There are already a few open-source libraries for Self-Organizing Maps in python, of which [MiniSom](https://github.com/JustGlowing/minisom) and [SOMPY](https://github.com/sevamoo/SOMPY) seem to be the most popular. I developped ***Somap*** to overcome what I believe to be two shortcomings of existing libraries for my research on bio-inspired AI: 
- Ability to easily customize the SOM algorithm (e.g. distance, neighborhood, learning rate and update functions).
- Capacity to vectorize the computations over many SOMs (e.g. for distributed learning over 2D maps of SOMs).

Thanks to [JAX](https://github.com/google/jax)'s `jit` and `vmap` magic functions, it turned out that performance was also significantly better compared to other frameworks.
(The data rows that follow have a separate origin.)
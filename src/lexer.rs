//! Tokenizer for the PDF object syntax.
//!
//! [`Lexer::next_token`] is a pure function of the buffer and a position, so callers
//! can back up and re-lex freely. The buffer may be a window onto a larger source:
//! positions are always absolute, and a lexer built with `complete == false` answers
//! [`Error::EndOfInput`] rather than guessing when a token runs into the end of the
//! window.

use crate::{Error, Result};
use std::str::{self, FromStr};

use nom::branch::alt;
use nom::bytes::complete::{tag, take, take_while, take_while1, take_while_m_n};
use nom::character::complete::one_of;
use nom::combinator::{map, map_opt, map_res, opt, recognize, verify};
use nom::error::{ErrorKind, ParseError};
use nom::multi::{fold_many0, many0};
use nom::sequence::{delimited, pair, preceded, terminated};
use nom::{AsBytes, AsChar, IResult, Input, Parser};
use nom_locate::LocatedSpan;

pub(crate) type ParserInput<'a> = LocatedSpan<&'a [u8], &'a str>;
pub(crate) type NomError<'a> = nom::error::Error<ParserInput<'a>>;
pub(crate) type NomResult<'a, O, E = NomError<'a>> = IResult<ParserInput<'a>, O, E>;

/// Maximum allowed embedding of literal strings.
pub const MAX_BRACKET: usize = 100;

#[derive(Debug, Clone, PartialEq)]
pub enum Token {
    Integer(i64),
    Real(f64),
    /// Name with `#XX` escapes already decoded, without the leading slash.
    Name(Vec<u8>),
    LiteralString(Vec<u8>),
    HexString(Vec<u8>),
    Keyword(Keyword),
    /// Any other run of regular characters.
    Operator(Vec<u8>),
    Delimiter(Delimiter),
    /// Only produced by [`Lexer::next_raw_token`].
    Comment(Vec<u8>),
    Eof,
}

#[derive(Debug, Clone, Copy, PartialEq, Eq)]
pub enum Keyword {
    Obj,
    EndObj,
    Stream,
    EndStream,
    Xref,
    Trailer,
    StartXref,
    R,
    True,
    False,
    Null,
}

impl Keyword {
    fn from_bytes(bytes: &[u8]) -> Option<Keyword> {
        Some(match bytes {
            b"obj" => Keyword::Obj,
            b"endobj" => Keyword::EndObj,
            b"stream" => Keyword::Stream,
            b"endstream" => Keyword::EndStream,
            b"xref" => Keyword::Xref,
            b"trailer" => Keyword::Trailer,
            b"startxref" => Keyword::StartXref,
            b"R" => Keyword::R,
            b"true" => Keyword::True,
            b"false" => Keyword::False,
            b"null" => Keyword::Null,
            _ => return None,
        })
    }
}

#[derive(Debug, Clone, Copy, PartialEq, Eq)]
pub enum Delimiter {
    ArrayStart,
    ArrayEnd,
    DictStart,
    DictEnd,
    BraceStart,
    BraceEnd,
}

/// A token with the absolute span it was read from.
#[derive(Debug, Clone, PartialEq)]
pub struct Lexeme {
    pub token: Token,
    pub start: usize,
    pub end: usize,
}

#[inline]
pub(crate) fn is_whitespace(c: u8) -> bool {
    b" \t\n\r\0\x0C".contains(&c)
}

#[inline]
pub(crate) fn is_delimiter(c: u8) -> bool {
    b"()<>[]{}/%".contains(&c)
}

#[inline]
pub(crate) fn is_regular(c: u8) -> bool {
    !is_whitespace(c) && !is_delimiter(c)
}

#[inline]
fn is_direct_literal_string(c: u8) -> bool {
    !b"()\\\r\n".contains(&c)
}

fn eol(input: ParserInput) -> NomResult<ParserInput> {
    alt((tag(&b"\r\n"[..]), tag(&b"\n"[..]), tag(&b"\r"[..]))).parse(input)
}

fn white_space(input: ParserInput) -> NomResult<()> {
    map(take_while(is_whitespace), |_| ()).parse(input)
}

fn number(input: ParserInput) -> NomResult<ParserInput> {
    recognize(pair(
        opt(one_of("+-")),
        take_while1(|c: u8| c.is_ascii_digit() || c == b'.'),
    ))
    .parse(input)
}

fn hex_char(input: ParserInput) -> NomResult<u8> {
    map_res(
        verify(take(2usize), |h: &ParserInput| {
            h.as_bytes().iter().copied().all(AsChar::is_hex_digit)
        }),
        |x: ParserInput| u8::from_str_radix(str::from_utf8(&x).unwrap_or_default(), 16),
    )
    .parse(input)
}

fn oct_char(input: ParserInput) -> NomResult<u8> {
    map_res(
        take_while_m_n(1, 3, AsChar::is_oct_digit),
        // Overflow of the octal value is ignored.
        |x: ParserInput| u16::from_str_radix(str::from_utf8(&x).unwrap_or_default(), 8).map(|o| o as u8),
    )
    .parse(input)
}

fn name(input: ParserInput) -> NomResult<Vec<u8>> {
    preceded(
        tag(&b"/"[..]),
        many0(alt((
            preceded(tag(&b"#"[..]), hex_char),
            // A '#' not followed by two hex digits is kept as is.
            map_opt(take(1usize), |c: ParserInput| {
                if is_regular(c[0]) { Some(c[0]) } else { None }
            }),
        ))),
    )
    .parse(input)
}

fn escape_sequence(input: ParserInput) -> NomResult<Option<u8>> {
    preceded(
        tag(&b"\\"[..]),
        alt((
            map(oct_char, Some),
            map(eol, |_| None),
            map(tag(&b"n"[..]), |_| Some(b'\n')),
            map(tag(&b"r"[..]), |_| Some(b'\r')),
            map(tag(&b"t"[..]), |_| Some(b'\t')),
            map(tag(&b"b"[..]), |_| Some(b'\x08')),
            map(tag(&b"f"[..]), |_| Some(b'\x0C')),
            map(take(1usize), |c: ParserInput| Some(c[0])),
        )),
    )
    .parse(input)
}

enum InnerLiteralString<'a> {
    Direct(ParserInput<'a>),
    Escape(Option<u8>),
    Eol,
    Nested(Vec<u8>),
}

impl InnerLiteralString<'_> {
    fn push(&self, output: &mut Vec<u8>) {
        match self {
            InnerLiteralString::Direct(s) => output.extend_from_slice(s),
            InnerLiteralString::Escape(e) => output.extend(e),
            InnerLiteralString::Eol => output.push(b'\n'),
            InnerLiteralString::Nested(n) => output.extend_from_slice(n),
        }
    }
}

fn inner_literal_string(depth: usize) -> impl Fn(ParserInput) -> NomResult<Vec<u8>> {
    move |input| {
        fold_many0(
            alt((
                map(take_while1(is_direct_literal_string), InnerLiteralString::Direct),
                map(escape_sequence, InnerLiteralString::Escape),
                map(eol, |_| InnerLiteralString::Eol),
                map(nested_literal_string(depth), InnerLiteralString::Nested),
            )),
            Vec::new,
            |mut out: Vec<u8>, value| {
                value.push(&mut out);
                out
            },
        )
        .parse(input)
    }
}

fn nested_literal_string(depth: usize) -> impl Fn(ParserInput) -> NomResult<Vec<u8>> {
    move |input| {
        if depth == 0 {
            Err(nom::Err::Failure(NomError::from_error_kind(input, ErrorKind::TooLarge)))
        } else {
            map(
                delimited(tag(&b"("[..]), inner_literal_string(depth - 1), tag(&b")"[..])),
                |mut content| {
                    content.insert(0, b'(');
                    content.push(b')');
                    content
                },
            )
            .parse(input)
        }
    }
}

fn literal_string(input: ParserInput) -> NomResult<Vec<u8>> {
    delimited(tag(&b"("[..]), inner_literal_string(MAX_BRACKET), tag(&b")"[..])).parse(input)
}

#[inline]
fn hex_digit(input: ParserInput) -> NomResult<u8> {
    map_opt(take(1usize), |c: ParserInput| (c[0] as char).to_digit(16).map(|d| d as u8)).parse(input)
}

fn hexadecimal_string(input: ParserInput) -> NomResult<Vec<u8>> {
    map(
        delimited(
            tag(&b"<"[..]),
            terminated(
                fold_many0(
                    preceded(white_space, hex_digit),
                    || -> (Vec<u8>, bool) { (Vec::new(), false) },
                    |state, c| match state {
                        (mut out, false) => {
                            out.push(c << 4);
                            (out, true)
                        }
                        (mut out, true) => {
                            if let Some(last) = out.last_mut() {
                                *last |= c;
                            }
                            (out, false)
                        }
                    },
                ),
                white_space,
            ),
            tag(&b">"[..]),
        ),
        |(bytes, _)| bytes,
    )
    .parse(input)
}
More precisely, it relies indirectly on JAX via the [Equinox](https://github.com/patrick-kidger/equinox) library that offers an easy-to-use PyTorch-like syntax.

# Installation

Requires Python 3.10+ and a working installation of JAX 0.4.20+. You can follow [these instructions](https://github.com/google/jax#installation) to install JAX with the relevant hardware acceleration support.

Then:

```bash
pip install somap
```

# Quick example

The classic workflow goes as follow:
```python
import somap as smp

# Load the MNIST dataset as a Numpy array of shape (60000, 28, 28)
data = smp.datasets.MNIST().data

# Initialize the 2D map
model = smp.StaticKsom(
    shape = (11, 13), 
    topography = "hex", 
    borderless = False, 
    input_shape = (28, 28), 
    params = smp.StaticKsomParams(sigma=0.3, alpha=0.5)
)

# Train (see documentation to understand the "bu_v" dict key)
model, aux = smp.make_steps(model, {"bu_v": data})

# Plot the 2D map 
smp.plot(model)

# Retrieve the errors from all steps
quantization_errors = aux["metrics"]["quantization_error"]
topographic_errors = aux["metrics"]["topographic_error"]
```

# Documentation

* [Documentation website](https://mthiboust.github.io/somap/)
* [Examples from notebooks](notebooks/)

# Citation

If you found this library to be useful in academic work, then please cite:
```
@misc{thiboust2023somap,
  title={Somap: a flexible, fast and scalable python library for Self-Organizing Maps.},
  author={Matthieu Thiboust},
  year={2023},
  url={https://github.com/mthiboust/somap/},
}
```